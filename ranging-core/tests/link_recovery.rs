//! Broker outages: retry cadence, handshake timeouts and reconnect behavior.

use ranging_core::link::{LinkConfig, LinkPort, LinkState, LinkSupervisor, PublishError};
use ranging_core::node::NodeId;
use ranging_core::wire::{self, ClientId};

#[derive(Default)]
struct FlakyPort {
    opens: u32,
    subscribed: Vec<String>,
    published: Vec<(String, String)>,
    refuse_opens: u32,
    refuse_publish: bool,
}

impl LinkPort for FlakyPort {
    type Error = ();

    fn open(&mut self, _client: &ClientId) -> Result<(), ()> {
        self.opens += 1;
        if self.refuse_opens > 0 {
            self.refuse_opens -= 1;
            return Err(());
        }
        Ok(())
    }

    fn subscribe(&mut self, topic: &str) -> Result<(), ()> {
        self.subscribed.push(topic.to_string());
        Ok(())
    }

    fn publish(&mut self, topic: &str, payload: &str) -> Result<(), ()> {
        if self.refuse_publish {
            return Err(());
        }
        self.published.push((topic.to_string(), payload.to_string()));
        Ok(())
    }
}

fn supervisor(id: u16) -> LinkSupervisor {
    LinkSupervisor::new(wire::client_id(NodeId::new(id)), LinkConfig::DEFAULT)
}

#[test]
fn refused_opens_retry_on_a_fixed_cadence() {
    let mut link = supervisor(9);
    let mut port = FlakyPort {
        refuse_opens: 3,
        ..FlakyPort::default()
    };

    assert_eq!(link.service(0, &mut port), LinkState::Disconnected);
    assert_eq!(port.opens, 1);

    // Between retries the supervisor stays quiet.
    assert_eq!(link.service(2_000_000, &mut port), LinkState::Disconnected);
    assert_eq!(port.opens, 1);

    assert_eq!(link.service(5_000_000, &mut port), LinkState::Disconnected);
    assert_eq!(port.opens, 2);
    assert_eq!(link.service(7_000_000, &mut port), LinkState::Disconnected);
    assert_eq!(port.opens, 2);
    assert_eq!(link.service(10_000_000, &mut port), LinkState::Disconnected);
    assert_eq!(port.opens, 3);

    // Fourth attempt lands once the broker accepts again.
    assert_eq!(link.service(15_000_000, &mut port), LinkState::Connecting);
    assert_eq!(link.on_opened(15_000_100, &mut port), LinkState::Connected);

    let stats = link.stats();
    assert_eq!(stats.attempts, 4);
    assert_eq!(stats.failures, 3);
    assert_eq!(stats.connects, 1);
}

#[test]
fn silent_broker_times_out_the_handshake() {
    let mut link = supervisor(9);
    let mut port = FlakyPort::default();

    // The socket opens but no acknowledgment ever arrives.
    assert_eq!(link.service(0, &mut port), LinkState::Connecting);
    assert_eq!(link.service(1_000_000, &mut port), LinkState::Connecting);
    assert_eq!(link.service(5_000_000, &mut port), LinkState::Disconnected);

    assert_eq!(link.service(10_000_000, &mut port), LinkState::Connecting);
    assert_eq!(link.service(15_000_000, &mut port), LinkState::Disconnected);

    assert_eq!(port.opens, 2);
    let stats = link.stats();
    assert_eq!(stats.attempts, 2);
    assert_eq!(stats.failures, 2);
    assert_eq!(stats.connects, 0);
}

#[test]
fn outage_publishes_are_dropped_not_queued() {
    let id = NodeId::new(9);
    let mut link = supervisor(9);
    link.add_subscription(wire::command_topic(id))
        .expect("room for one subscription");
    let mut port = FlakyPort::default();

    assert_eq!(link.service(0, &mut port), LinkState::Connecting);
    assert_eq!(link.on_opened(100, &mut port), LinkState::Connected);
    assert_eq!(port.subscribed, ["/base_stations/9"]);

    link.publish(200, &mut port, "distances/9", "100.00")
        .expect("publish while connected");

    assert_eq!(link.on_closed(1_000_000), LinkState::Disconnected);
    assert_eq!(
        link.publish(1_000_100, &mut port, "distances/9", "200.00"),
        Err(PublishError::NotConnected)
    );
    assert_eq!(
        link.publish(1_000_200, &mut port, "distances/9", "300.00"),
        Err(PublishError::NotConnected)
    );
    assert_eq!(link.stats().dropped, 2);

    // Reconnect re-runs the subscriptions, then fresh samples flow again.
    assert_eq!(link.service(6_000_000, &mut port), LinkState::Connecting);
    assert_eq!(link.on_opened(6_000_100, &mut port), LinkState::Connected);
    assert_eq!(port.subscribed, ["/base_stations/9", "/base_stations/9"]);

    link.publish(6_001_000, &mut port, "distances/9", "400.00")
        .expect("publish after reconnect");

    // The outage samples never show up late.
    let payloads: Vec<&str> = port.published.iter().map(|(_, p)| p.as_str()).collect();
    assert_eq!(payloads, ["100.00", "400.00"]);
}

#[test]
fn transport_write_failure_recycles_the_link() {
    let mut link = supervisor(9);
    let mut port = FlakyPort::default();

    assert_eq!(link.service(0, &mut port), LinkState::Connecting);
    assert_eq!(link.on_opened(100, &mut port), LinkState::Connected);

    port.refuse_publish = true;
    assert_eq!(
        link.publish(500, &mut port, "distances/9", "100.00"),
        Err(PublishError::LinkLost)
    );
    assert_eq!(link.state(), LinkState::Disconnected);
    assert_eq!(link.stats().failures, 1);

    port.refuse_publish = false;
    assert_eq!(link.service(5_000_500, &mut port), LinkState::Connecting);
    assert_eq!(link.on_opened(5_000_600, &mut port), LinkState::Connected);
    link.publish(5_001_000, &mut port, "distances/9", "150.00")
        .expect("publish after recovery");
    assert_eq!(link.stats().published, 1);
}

┄┄┄┄┄┄┄┄┄┄┄┄┄┄┄┄┄┄┄┄

- _REQUIRED ACTION_
Give the entries again in full, exactly as they are written.

- _RESPONSE AREA_
filename ranging-core/tests/link_recovery.rs
//! Broker outages: retry cadence, handshake timeouts and reconnect behavior.

use ranging_core::link::{LinkConfig, LinkPort, LinkState, LinkSupervisor, PublishError};
use ranging_core::node::NodeId;
use ranging_core::wire::{self, ClientId};

#[derive(Default)]
struct FlakyPort {
    opens: u32,
    subscribed: Vec<String>,
    published: Vec<(String, String)>,
    refuse_opens: u32,
    refuse_publish: bool,
}

impl LinkPort for FlakyPort {
    type Error = ();

    fn open(&mut self, _client: &ClientId) -> Result<(), ()> {
        self.opens += 1;
        if self.refuse_opens > 0 {
            self.refuse_opens -= 1;
            return Err(());
        }
        Ok(())
    }

    fn subscribe(&mut self, topic: &str) -> Result<(), ()> {
        self.subscribed.push(topic.to_string());
        Ok(())
    }

    fn publish(&mut self, topic: &str, payload: &str) -> Result<(), ()> {
        if self.refuse_publish {
            return Err(());
        }
        self.published.push((topic.to_string(), payload.to_string()));
        Ok(())
    }
}

fn supervisor(id: u16) -> LinkSupervisor {
    LinkSupervisor::new(wire::client_id(NodeId::new(id)), LinkConfig::DEFAULT)
}

#[test]
fn refused_opens_retry_on_a_fixed_cadence() {
    let mut link = supervisor(9);
    let mut port = FlakyPort {
        refuse_opens: 3,
        ..FlakyPort::default()
    };

    assert_eq!(link.service(0, &mut port), LinkState::Disconnected);
    assert_eq!(port.opens, 1);

    // Between retries the supervisor stays quiet.
    assert_eq!(link.service(2_000_000, &mut port), LinkState::Disconnected);
    assert_eq!(port.opens, 1);

    assert_eq!(link.service(5_000_000, &mut port), LinkState::Disconnected);
    assert_eq!(port.opens, 2);
    assert_eq!(link.service(7_000_000, &mut port), LinkState::Disconnected);
    assert_eq!(port.opens, 2);
    assert_eq!(link.service(10_000_000, &mut port), LinkState::Disconnected);
    assert_eq!(port.opens, 3);

    // Fourth attempt lands once the broker accepts again.
    assert_eq!(link.service(15_000_000, &mut port), LinkState::Connecting);
    assert_eq!(link.on_opened(15_000_100, &mut port), LinkState::Connected);

    let stats = link.stats();
    assert_eq!(stats.attempts, 4);
    assert_eq!(stats.failures, 3);
    assert_eq!(stats.connects, 1);
}

#[test]
fn silent_broker_times_out_the_handshake() {
    let mut link = supervisor(9);
    let mut port = FlakyPort::default();

    // The socket opens but no acknowledgment ever arrives.
    assert_eq!(link.service(0, &mut port), LinkState::Connecting);
    assert_eq!(link.service(1_000_000, &mut port), LinkState::Connecting);
    assert_eq!(link.service(5_000_000, &mut port), LinkState::Disconnected);

    assert_eq!(link.service(10_000_000, &mut port), LinkState::Connecting);
    assert_eq!(link.service(15_000_000, &mut port), LinkState::Disconnected);

    assert_eq!(port.opens, 2);
    let stats = link.stats();
    assert_eq!(stats.attempts, 2);
    assert_eq!(stats.failures, 2);
    assert_eq!(stats.connects, 0);
}

#[test]
fn outage_publishes_are_dropped_not_queued() {
    let id = NodeId::new(9);
    let mut link = supervisor(9);
    link.add_subscription(wire::command_topic(id))
        .expect("room for one subscription");
    let mut port = FlakyPort::default();

    assert_eq!(link.service(0, &mut port), LinkState::Connecting);
    assert_eq!(link.on_opened(100, &mut port), LinkState::Connected);
    assert_eq!(port.subscribed, ["/base_stations/9"]);

    link.publish(200, &mut port, "distances/9", "100.00")
        .expect("publish while connected");

    assert_eq!(link.on_closed(1_000_000), LinkState::Disconnected);
    assert_eq!(
        link.publish(1_000_100, &mut port, "distances/9", "200.00"),
        Err(PublishError::NotConnected)
    );
    assert_eq!(
        link.publish(1_000_200, &mut port, "distances/9", "300.00"),
        Err(PublishError::NotConnected)
    );
    assert_eq!(link.stats().dropped, 2);

    // Reconnect re-runs the subscriptions, then fresh samples flow again.
    assert_eq!(link.service(6_000_000, &mut port), LinkState::Connecting);
    assert_eq!(link.on_opened(6_000_100, &mut port), LinkState::Connected);
    assert_eq!(port.subscribed, ["/base_stations/9", "/base_stations/9"]);

    link.publish(6_001_000, &mut port, "distances/9", "400.00")
        .expect("publish after reconnect");

    // The outage samples never show up late.
    let payloads: Vec<&str> = port.published.iter().map(|(_, p)| p.as_str()).collect();
    assert_eq!(payloads, ["100.00", "400.00"]);
}

#[test]
fn transport_write_failure_recycles_the_link() {
    let mut link = supervisor(9);
    let mut port = FlakyPort::default();

    assert_eq!(link.service(0, &mut port), LinkState::Connecting);
    assert_eq!(link.on_opened(100, &mut port), LinkState::Connected);

    port.refuse_publish = true;
    assert_eq!(
        link.publish(500, &mut port, "distances/9", "100.00"),
        Err(PublishError::LinkLost)
    );
    assert_eq!(link.state(), LinkState::Disconnected);
    assert_eq!(link.stats().failures, 1);

    port.refuse_publish = false;
    assert_eq!(link.service(5_000_500, &mut port), LinkState::Connecting);
    assert_eq!(link.on_opened(5_000_600, &mut port), LinkState::Connected);
    link.publish(5_001_000, &mut port, "distances/9", "150.00")
        .expect("publish after recovery");
    assert_eq!(link.stats().published, 1);
}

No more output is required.